WORK TASK>
When a line of the entries contains the word "return", report that line.

(Records excerpted from a collection)
──────

//!
//! # label21 unit tests
//!

use super::*;
use crate::raw::{
    BoundBoxTrait, Cell, Element, LayerSpec, LayoutError, LayoutResult, Library, Point, Rect,
    Reference, Units,
};
use std::collections::HashMap;
use std::f64::consts::PI;

/// Create a library with a 10x10 "lens" cell, placed at each of `origins` in cell "top"
fn lens_array(origins: &[(f64, f64)]) -> LayoutResult<Library> {
    let mut lib = Library::new("lenses", Units::Micro);
    let mut lens = Cell::new("lens");
    lens.elems.push(Element::new(
        LayerSpec::new(1, 0),
        Rect::new(0., 0., 10., 10.).to_poly(),
    ));
    lib.add_cell(lens)?;
    let mut top = Cell::new("top");
    for &(x, y) in origins {
        top.refs.push(Reference::new("lens", Point::new(x, y)));
    }
    lib.add_cell(top)?;
    Ok(lib)
}
fn square_origins() -> Vec<(f64, f64)> {
    vec![(0., 0.), (100., 0.), (0., 100.), (100., 100.)]
}
fn lens_opts() -> LensOptions {
    LensOptions {
        parent: "top".into(),
        child: "lens".into(),
        ..Default::default()
    }
}
/// Map from reference index to assigned label
fn labels_by_index(records: &[InstanceRecord]) -> HashMap<usize, String> {
    records
        .iter()
        .map(|r| (r.index, r.label.clone()))
        .collect()
}
fn record(index: usize, x: f64, y: f64) -> InstanceRecord {
    InstanceRecord {
        index,
        magnification: 1.,
        label: String::new(),
        position: Point::new(x, y),
        anchor: Point::new(x, y),
    }
}
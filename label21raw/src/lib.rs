//!
//! # Raw Layout
//!
//! The hierarchical design model underlying label21.
//! Consists of polygon primitives and references to other layout cells,
//! much akin to nearly any legacy layout system.
//!
//! Designs are read and written as serialized [file::DesignFile]s,
//! via [Library::open] and [Library::save].
//!

// Internal modules & re-exports
pub use label21utils as utils;

pub mod bbox;
pub mod data;
pub mod error;
pub mod file;
pub mod geom;

pub use bbox::*;
pub use data::*;
pub use error::*;
pub use file::*;
pub use geom::*;
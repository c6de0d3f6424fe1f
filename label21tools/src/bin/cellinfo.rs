//! # cellinfo
//!
//! Child-Cell Listing and Instance Summaries
//!

use clap::Parser;
use std::error::Error;
use std::path::PathBuf;

use label21::{child_names, extract_instances, CellInfoOptions};
use label21tools::{config, logging};

// => The doc-comment on `ProgramOptions` here is displayed by the `clap`-generated help docs =>

/// List the cells referenced by a parent, or summarize the instances of selected ones
#[derive(Parser)]
#[command(name = "cellinfo")]
struct ProgramOptions {
    /// Design Input File
    #[arg(short, long)]
    input: PathBuf,
    /// Report Output File. Written to stdout as YAML if not provided.
    #[arg(short, long)]
    report: Option<PathBuf>,
    /// Run-Options File, overridden by any of the flags below
    #[arg(short, long)]
    config: Option<PathBuf>,
    /// Parent cell
    #[arg(long)]
    parent: Option<String>,
    /// Target cell, repeatable
    #[arg(short, long = "target")]
    targets: Vec<String>,
    /// List the parent's distinct child cells, rather than summarizing instances
    #[arg(short, long)]
    list: bool,
    /// Verbose Output Mode
    #[arg(short, long)]
    verbose: bool,
}

/// The main entry point.
/// All logic is offloaded to `_main` for sake of testing.
fn main() -> Result<(), Box<dyn Error>> {
    let options = ProgramOptions::parse();
    logging::init(options.verbose)?;
    _main(&options)
}

/// All the real logic, with `ProgramOptions` argument for sake of testing
fn _main(options: &ProgramOptions) -> Result<(), Box<dyn Error>> {
    let mut opts: CellInfoOptions = config::load_options(options.config.as_deref())?;
    config::overlay(&mut opts.parent, &options.parent);
    if !options.targets.is_empty() {
        opts.targets = options.targets.clone();
    }
    let lib = config::load_design(&options.input)?;
    if options.list {
        for name in child_names(&lib, &opts.parent)? {
            println!("{}", name);
        }
        return Ok(());
    }
    let report = extract_instances(&lib, &opts)?;
    config::emit_report(&report, options.report.as_deref())?;
    Ok(())
}
//!
//! # Tolerance Clustering
//!
//! Groups real-valued coordinates into ordered equivalence classes.
//! Two distinct rules are supported:
//!
//! * [ClusterRule::Threshold]: greedy gap-merging under a tolerance,
//!   as used for row-column numbering.
//! * [ClusterRule::Rounded]: equality after rounding to a fixed number of decimals,
//!   as used for relative grid-offset numbering.
//!
//! The two can group the same inputs differently; e.g. 0.0004 and 0.0006 merge under
//! a 0.001 threshold, but round to 0.0 and 0.001 respectively.
//!

// Local imports
use crate::raw::{LayoutError, LayoutResult};

/// Round `v` to `digits` decimal places.
///
/// Rounding works from the exact binary value of `v`, so e.g. `0.0055` (stored just below
/// the half-way point) rounds down to `0.005`. Exact ties round to even.
/// Negative zero is normalized to positive zero, so results compare bit-for-bit.
pub fn round_to(v: f64, digits: u32) -> f64 {
    // Float formatting is exact, where scaling by `10^digits` would round first
    let r = format!("{:.*}", digits as usize, v).parse::<f64>().unwrap_or(v);
    r + 0.0
}

/// # Clustering Rule
#[derive(Debug, Clone, Copy, PartialEq)]
pub enum ClusterRule {
    /// Merge values within tolerance of the current cluster's representative
    Threshold(f64),
    /// Merge values which round identically, at the given number of decimals
    Rounded(u32),
}

/// # Cluster Set
///
/// Strictly increasing cluster representatives, and the [ClusterRule] which built them.
///
#[derive(Debug, Clone, PartialEq)]
pub struct ClusterSet {
    reps: Vec<f64>,
    rule: ClusterRule,
}
impl ClusterSet {
    /// Threshold-merge `values`.
    ///
    /// Values are sorted ascending. The first starts a cluster, and each subsequent value
    /// starts a new one whenever its distance from the current representative exceeds `eps`.
    /// A gap of exactly `eps` merges. Representatives are the first value of each cluster.
    pub fn threshold(values: &[f64], eps: f64) -> LayoutResult<Self> {
        if !(eps.is_finite() && eps >= 0.) {
            return Err(LayoutError::invalid(format!(
                "Clustering tolerance must be finite and non-negative, got {}",
                eps
            )));
        }
        let mut sorted = finite(values)?;
        sorted.sort_by(f64::total_cmp);
        let mut reps: Vec<f64> = Vec::new();
        for v in sorted {
            match reps.last() {
                Some(last) if v - last <= eps => (),
                _ => reps.push(v),
            }
        }
        Ok(Self {
            reps,
            rule: ClusterRule::Threshold(eps),
        })
    }
    /// Round each of `values` to `digits` decimals, and keep the distinct results, ascending.
    pub fn rounded(values: &[f64], digits: u32) -> LayoutResult<Self> {
        let mut reps: Vec<f64> = finite(values)?
            .into_iter()
            .map(|v| round_to(v, digits))
            .collect();
        reps.sort_by(f64::total_cmp);
        reps.dedup_by(|a, b| a.to_bits() == b.to_bits());
        Ok(Self {
            reps,
            rule: ClusterRule::Rounded(digits),
        })
    }
    /// Index of the cluster containing `v`, if any.
    ///
    /// For [ClusterRule::Threshold], the first representative within tolerance of `v`.
    /// For [ClusterRule::Rounded], the representative exactly equal to `v` after rounding.
    pub fn index_of(&self, v: f64) -> Option<usize> {
        match self.rule {
            ClusterRule::Threshold(eps) => self.reps.iter().position(|r| (v - r).abs() <= eps),
            ClusterRule::Rounded(digits) => {
                let r = round_to(v, digits);
                self.reps.binary_search_by(|x| x.total_cmp(&r)).ok()
            }
        }
    }
    /// Representative values, strictly increasing
    pub fn reps(&self) -> &[f64] {
        &self.reps
    }
    pub fn len(&self) -> usize {
        self.reps.len()
    }
    pub fn is_empty(&self) -> bool {
        self.reps.is_empty()
    }
}

/// Copy `values`, failing if any is NaN or infinite
fn finite(values: &[f64]) -> LayoutResult<Vec<f64>> {
    match values.iter().find(|v| !v.is_finite()) {
        Some(v) => Err(LayoutError::invalid(format!(
            "Cannot cluster non-finite coordinate {}",
            v
        ))),
        None => Ok(values.to_vec()),
    }
}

──────

FINISHED TASK>
        return Ok(());
            return Err(LayoutError::invalid(format!(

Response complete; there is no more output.